**What is needed**: Please find every line in the records below that contains the word "SlowContentView", and copy it.

**Data to use**:
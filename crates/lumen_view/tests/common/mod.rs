//! Instrumented collaborators shared by the integration tests

#![allow(dead_code)]

use lumen_presenter::{
    DebugFlags, FrameRequest, Renderer, RendererError, Scene, SessionHandle, SessionRequest,
};
use lumen_view::{
    ApiKeyValidator, ContentView, ValidationOutcome, ValidationReply, ViewConfig,
    ViewCoordinator, ViewState,
};
use lumen_xr::{RenderMode, SurfaceKind};
use parking_lot::Mutex;
use std::collections::{HashMap, HashSet};
use std::sync::atomic::{AtomicU64, AtomicUsize, Ordering};
use std::sync::Arc;
use std::thread;
use std::time::{Duration, Instant};

pub const WAIT: Duration = Duration::from_secs(5);

pub fn init_logging() {
    let _ = env_logger::builder().is_test(true).try_init();
}

pub fn wait_until(mut condition: impl FnMut() -> bool) -> bool {
    let deadline = Instant::now() + WAIT;
    while Instant::now() < deadline {
        if condition() {
            return true;
        }
        thread::sleep(Duration::from_millis(1));
    }
    false
}

pub struct TestScene(pub &'static str);

impl Scene for TestScene {
    fn name(&self) -> &str {
        self.0
    }
}

pub fn scene(name: &'static str) -> Arc<dyn Scene> {
    Arc::new(TestScene(name))
}

#[derive(Default)]
struct Handles {
    live: HashSet<SessionHandle>,
    suspended: HashSet<SessionHandle>,
    modes: HashMap<SessionHandle, RenderMode>,
    /// Draws that must never happen: suspended or destroyed handle
    violations: Vec<String>,
}

/// Renderer that records every call and flags draws on parked sessions
#[derive(Default)]
pub struct MockRenderer {
    next_handle: AtomicU64,
    handles: Mutex<Handles>,
    pub creates: AtomicUsize,
    pub destroys: AtomicUsize,
    pub suspends: AtomicUsize,
    pub resumes: AtomicUsize,
    pub recenters: AtomicUsize,
    pub debug_calls: Mutex<Vec<DebugFlags>>,
    pub frames: AtomicU64,
    pub frames_with_scene: AtomicU64,
    /// Upcoming create_session calls that fail
    pub fail_creates: AtomicUsize,
    /// Delay inside create_session, to hold a transition open
    pub create_delay: Mutex<Duration>,
    /// Handles whose next draw reports a lost context
    pub lose: Mutex<HashSet<SessionHandle>>,
    /// View whose state is read at every draw
    watched: Mutex<Option<ViewCoordinator>>,
    pub suspended_draws: AtomicU64,
}

impl MockRenderer {
    pub fn new() -> Arc<Self> {
        Arc::new(Self::default())
    }

    pub fn violations(&self) -> Vec<String> {
        self.handles.lock().violations.clone()
    }

    pub fn live_sessions(&self) -> usize {
        self.handles.lock().live.len()
    }

    pub fn created(&self) -> usize {
        self.creates.load(Ordering::SeqCst)
    }

    pub fn frames(&self) -> u64 {
        self.frames.load(Ordering::SeqCst)
    }

    pub fn frames_with_scene(&self) -> u64 {
        self.frames_with_scene.load(Ordering::SeqCst)
    }

    pub fn set_create_delay(&self, delay: Duration) {
        *self.create_delay.lock() = delay;
    }

    pub fn fail_next_creates(&self, count: usize) {
        self.fail_creates.store(count, Ordering::SeqCst);
    }

    pub fn lose_context(&self, handle: SessionHandle) {
        self.lose.lock().insert(handle);
    }

    /// Check the view's published state inside every draw. The renderer
    /// keeps the view alive, so tests must destroy it explicitly.
    pub fn watch(&self, view: &ViewCoordinator) {
        *self.watched.lock() = Some(view.clone());
    }

    /// Frames drawn while the watched view reported Suspended
    pub fn suspended_draws(&self) -> u64 {
        self.suspended_draws.load(Ordering::SeqCst)
    }

    pub fn mode_of(&self, handle: SessionHandle) -> Option<RenderMode> {
        self.handles.lock().modes.get(&handle).copied()
    }

    fn check_live(&self, handle: SessionHandle) -> Result<(), RendererError> {
        if self.handles.lock().live.contains(&handle) {
            Ok(())
        } else {
            Err(RendererError::ContextLost(format!("handle {} released", handle.raw())))
        }
    }
}

impl Renderer for MockRenderer {
    fn name(&self) -> &str {
        "mock"
    }

    fn create_session(&self, request: &SessionRequest) -> Result<SessionHandle, RendererError> {
        let delay = *self.create_delay.lock();
        if !delay.is_zero() {
            thread::sleep(delay);
        }

        let failing = self
            .fail_creates
            .fetch_update(Ordering::SeqCst, Ordering::SeqCst, |n| n.checked_sub(1))
            .is_ok();
        if failing {
            return Err(RendererError::DeviceUnavailable("injected failure".into()));
        }

        let handle = SessionHandle::new(self.next_handle.fetch_add(1, Ordering::SeqCst) + 1);
        let mut handles = self.handles.lock();
        handles.live.insert(handle);
        handles.modes.insert(handle, request.mode);
        self.creates.fetch_add(1, Ordering::SeqCst);
        Ok(handle)
    }

    fn suspend(&self, handle: SessionHandle) -> Result<(), RendererError> {
        self.check_live(handle)?;
        self.handles.lock().suspended.insert(handle);
        self.suspends.fetch_add(1, Ordering::SeqCst);
        Ok(())
    }

    fn resume(&self, handle: SessionHandle) -> Result<(), RendererError> {
        self.check_live(handle)?;
        self.handles.lock().suspended.remove(&handle);
        self.resumes.fetch_add(1, Ordering::SeqCst);
        Ok(())
    }

    fn destroy(&self, handle: SessionHandle) -> Result<(), RendererError> {
        let mut handles = self.handles.lock();
        handles.suspended.remove(&handle);
        if !handles.live.remove(&handle) {
            return Err(RendererError::ContextLost(format!("handle {} released twice", handle.raw())));
        }
        self.destroys.fetch_add(1, Ordering::SeqCst);
        Ok(())
    }

    fn set_debug_flags(&self, handle: SessionHandle, flags: DebugFlags) -> Result<(), RendererError> {
        self.check_live(handle)?;
        self.debug_calls.lock().push(flags);
        Ok(())
    }

    fn recenter(&self, handle: SessionHandle) -> Result<(), RendererError> {
        self.check_live(handle)?;
        self.recenters.fetch_add(1, Ordering::SeqCst);
        Ok(())
    }

    fn draw_frame(&self, handle: SessionHandle, frame: &FrameRequest) -> Result<(), RendererError> {
        let watched = self.watched.lock().clone();
        if watched.map(|view| view.state()) == Some(ViewState::Suspended) {
            self.suspended_draws.fetch_add(1, Ordering::SeqCst);
            self.handles
                .lock()
                .violations
                .push(format!("frame {} drawn while the view was suspended", frame.number()));
        }

        {
            let mut handles = self.handles.lock();
            if !handles.live.contains(&handle) {
                handles.violations.push(format!("frame {} on released handle {}", frame.number(), handle.raw()));
                return Err(RendererError::ContextLost("released".into()));
            }
            if handles.suspended.contains(&handle) {
                handles.violations.push(format!("frame {} on suspended handle {}", frame.number(), handle.raw()));
            }
        }

        if self.lose.lock().remove(&handle) {
            return Err(RendererError::ContextLost("injected loss".into()));
        }

        self.frames.fetch_add(1, Ordering::SeqCst);
        if frame.submits_scene() {
            self.frames_with_scene.fetch_add(1, Ordering::SeqCst);
        }
        Ok(())
    }
}

/// Validator that parks requests until the test answers them
#[derive(Default)]
pub struct ManualValidator {
    pending: Mutex<Vec<(String, ValidationReply)>>,
    pub dispatched: AtomicUsize,
}

impl ManualValidator {
    pub fn new() -> Arc<Self> {
        Arc::new(Self::default())
    }

    pub fn dispatched(&self) -> usize {
        self.dispatched.load(Ordering::SeqCst)
    }

    /// Answer the oldest pending request; returns its key
    pub fn answer(&self, outcome: ValidationOutcome) -> Option<String> {
        let next = {
            let mut pending = self.pending.lock();
            if pending.is_empty() {
                None
            } else {
                Some(pending.remove(0))
            }
        };
        next.map(|(key, reply)| {
            reply.complete(outcome);
            key
        })
    }
}

impl ApiKeyValidator for ManualValidator {
    fn validate(&self, key: String, reply: ValidationReply) {
        self.dispatched.fetch_add(1, Ordering::SeqCst);
        self.pending.lock().push((key, reply));
    }
}

/// Content view that stalls on every surface change
pub struct SlowContentView(pub Duration);

impl ContentView for SlowContentView {
    fn surface_changed(&self, _surface: SurfaceKind) {
        thread::sleep(self.0);
    }
}

pub fn fast_config() -> ViewConfig {
    ViewConfig {
        target_fps: 240,
        ..ViewConfig::default()
    }
}

/// Coordinator on the mock renderer, already initialized
pub fn active_view(renderer: &Arc<MockRenderer>) -> ViewCoordinator {
    let view = ViewCoordinator::new(renderer.clone(), fast_config()).unwrap();
    view.init().unwrap();
    view
}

**Worked solution**:
pub struct SlowContentView(pub Duration);
impl ContentView for SlowContentView {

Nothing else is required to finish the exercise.